• **WHAT TO PRODUCE**:
What lines of the data below hold the string "once"? Copy each one.

• **DATASET ENTRIES**:
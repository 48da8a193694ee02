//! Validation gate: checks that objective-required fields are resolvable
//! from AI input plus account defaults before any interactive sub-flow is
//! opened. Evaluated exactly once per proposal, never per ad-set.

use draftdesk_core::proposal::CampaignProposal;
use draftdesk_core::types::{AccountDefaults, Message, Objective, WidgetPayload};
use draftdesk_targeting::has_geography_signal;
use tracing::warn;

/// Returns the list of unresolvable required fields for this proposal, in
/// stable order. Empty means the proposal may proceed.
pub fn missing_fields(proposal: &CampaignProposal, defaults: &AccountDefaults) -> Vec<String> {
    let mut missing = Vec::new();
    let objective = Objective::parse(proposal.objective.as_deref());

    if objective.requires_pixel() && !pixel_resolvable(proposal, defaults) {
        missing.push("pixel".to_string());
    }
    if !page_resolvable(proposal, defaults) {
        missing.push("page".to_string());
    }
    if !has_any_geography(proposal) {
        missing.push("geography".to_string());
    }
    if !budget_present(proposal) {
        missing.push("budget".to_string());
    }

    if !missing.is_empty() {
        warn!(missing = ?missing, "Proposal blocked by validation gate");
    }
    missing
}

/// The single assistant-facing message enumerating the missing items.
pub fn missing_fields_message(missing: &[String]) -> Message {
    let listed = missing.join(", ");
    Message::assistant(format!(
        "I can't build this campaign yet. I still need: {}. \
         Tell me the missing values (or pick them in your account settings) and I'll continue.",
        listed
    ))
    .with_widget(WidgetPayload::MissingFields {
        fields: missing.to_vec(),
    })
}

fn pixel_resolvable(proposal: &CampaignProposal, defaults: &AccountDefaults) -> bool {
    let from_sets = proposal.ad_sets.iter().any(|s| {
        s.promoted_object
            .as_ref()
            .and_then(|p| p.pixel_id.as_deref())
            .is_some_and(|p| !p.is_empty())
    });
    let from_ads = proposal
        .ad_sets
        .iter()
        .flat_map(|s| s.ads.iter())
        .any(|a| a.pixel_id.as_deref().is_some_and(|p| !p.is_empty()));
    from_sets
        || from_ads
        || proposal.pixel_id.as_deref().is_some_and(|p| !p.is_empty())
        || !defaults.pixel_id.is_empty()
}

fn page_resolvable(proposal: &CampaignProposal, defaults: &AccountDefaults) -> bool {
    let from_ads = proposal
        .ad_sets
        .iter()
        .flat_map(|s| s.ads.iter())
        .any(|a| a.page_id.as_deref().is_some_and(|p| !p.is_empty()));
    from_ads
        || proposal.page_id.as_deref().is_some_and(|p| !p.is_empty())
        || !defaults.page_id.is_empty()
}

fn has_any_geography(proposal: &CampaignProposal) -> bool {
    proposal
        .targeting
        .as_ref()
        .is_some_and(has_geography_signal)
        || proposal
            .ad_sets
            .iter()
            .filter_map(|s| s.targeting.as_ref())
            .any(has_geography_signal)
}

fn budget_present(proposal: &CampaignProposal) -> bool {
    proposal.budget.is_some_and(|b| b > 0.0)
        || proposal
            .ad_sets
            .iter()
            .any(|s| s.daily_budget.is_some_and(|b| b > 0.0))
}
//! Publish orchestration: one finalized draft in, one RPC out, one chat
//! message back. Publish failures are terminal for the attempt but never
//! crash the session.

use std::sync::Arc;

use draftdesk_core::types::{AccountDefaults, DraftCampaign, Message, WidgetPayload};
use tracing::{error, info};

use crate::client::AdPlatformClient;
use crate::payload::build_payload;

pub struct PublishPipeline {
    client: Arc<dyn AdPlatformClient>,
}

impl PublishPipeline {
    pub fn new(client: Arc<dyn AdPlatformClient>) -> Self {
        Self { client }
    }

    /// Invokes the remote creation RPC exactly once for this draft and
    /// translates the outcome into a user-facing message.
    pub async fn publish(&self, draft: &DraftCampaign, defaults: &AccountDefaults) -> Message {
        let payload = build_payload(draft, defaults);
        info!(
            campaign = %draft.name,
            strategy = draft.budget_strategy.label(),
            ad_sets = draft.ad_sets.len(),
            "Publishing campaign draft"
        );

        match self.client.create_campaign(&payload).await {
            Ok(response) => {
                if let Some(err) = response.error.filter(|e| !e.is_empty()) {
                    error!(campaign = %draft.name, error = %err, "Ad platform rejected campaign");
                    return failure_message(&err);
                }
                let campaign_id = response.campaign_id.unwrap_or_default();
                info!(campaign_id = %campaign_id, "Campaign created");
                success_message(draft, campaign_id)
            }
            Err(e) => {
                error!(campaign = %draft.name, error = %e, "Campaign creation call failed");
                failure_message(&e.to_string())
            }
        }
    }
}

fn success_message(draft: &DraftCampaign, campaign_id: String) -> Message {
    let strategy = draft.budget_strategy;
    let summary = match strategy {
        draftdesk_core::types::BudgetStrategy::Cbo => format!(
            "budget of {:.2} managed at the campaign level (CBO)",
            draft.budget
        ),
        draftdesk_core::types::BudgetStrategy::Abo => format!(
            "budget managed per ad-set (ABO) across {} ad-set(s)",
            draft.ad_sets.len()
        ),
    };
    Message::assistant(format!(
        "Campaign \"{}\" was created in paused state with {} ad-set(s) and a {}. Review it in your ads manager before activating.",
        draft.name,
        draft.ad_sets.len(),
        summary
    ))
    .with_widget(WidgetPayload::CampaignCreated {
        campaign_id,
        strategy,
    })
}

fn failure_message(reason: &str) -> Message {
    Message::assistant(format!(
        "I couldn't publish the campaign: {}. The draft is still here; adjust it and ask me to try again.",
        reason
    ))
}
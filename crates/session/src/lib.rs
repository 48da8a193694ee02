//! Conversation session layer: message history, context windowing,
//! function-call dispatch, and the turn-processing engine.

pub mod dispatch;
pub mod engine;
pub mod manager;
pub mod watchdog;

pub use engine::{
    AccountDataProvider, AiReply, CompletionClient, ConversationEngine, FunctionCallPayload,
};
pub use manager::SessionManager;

• **RESULT OF THE TASK**:
//! opened. Evaluated exactly once per proposal, never per ad-set.
    /// Invokes the remote creation RPC exactly once for this draft and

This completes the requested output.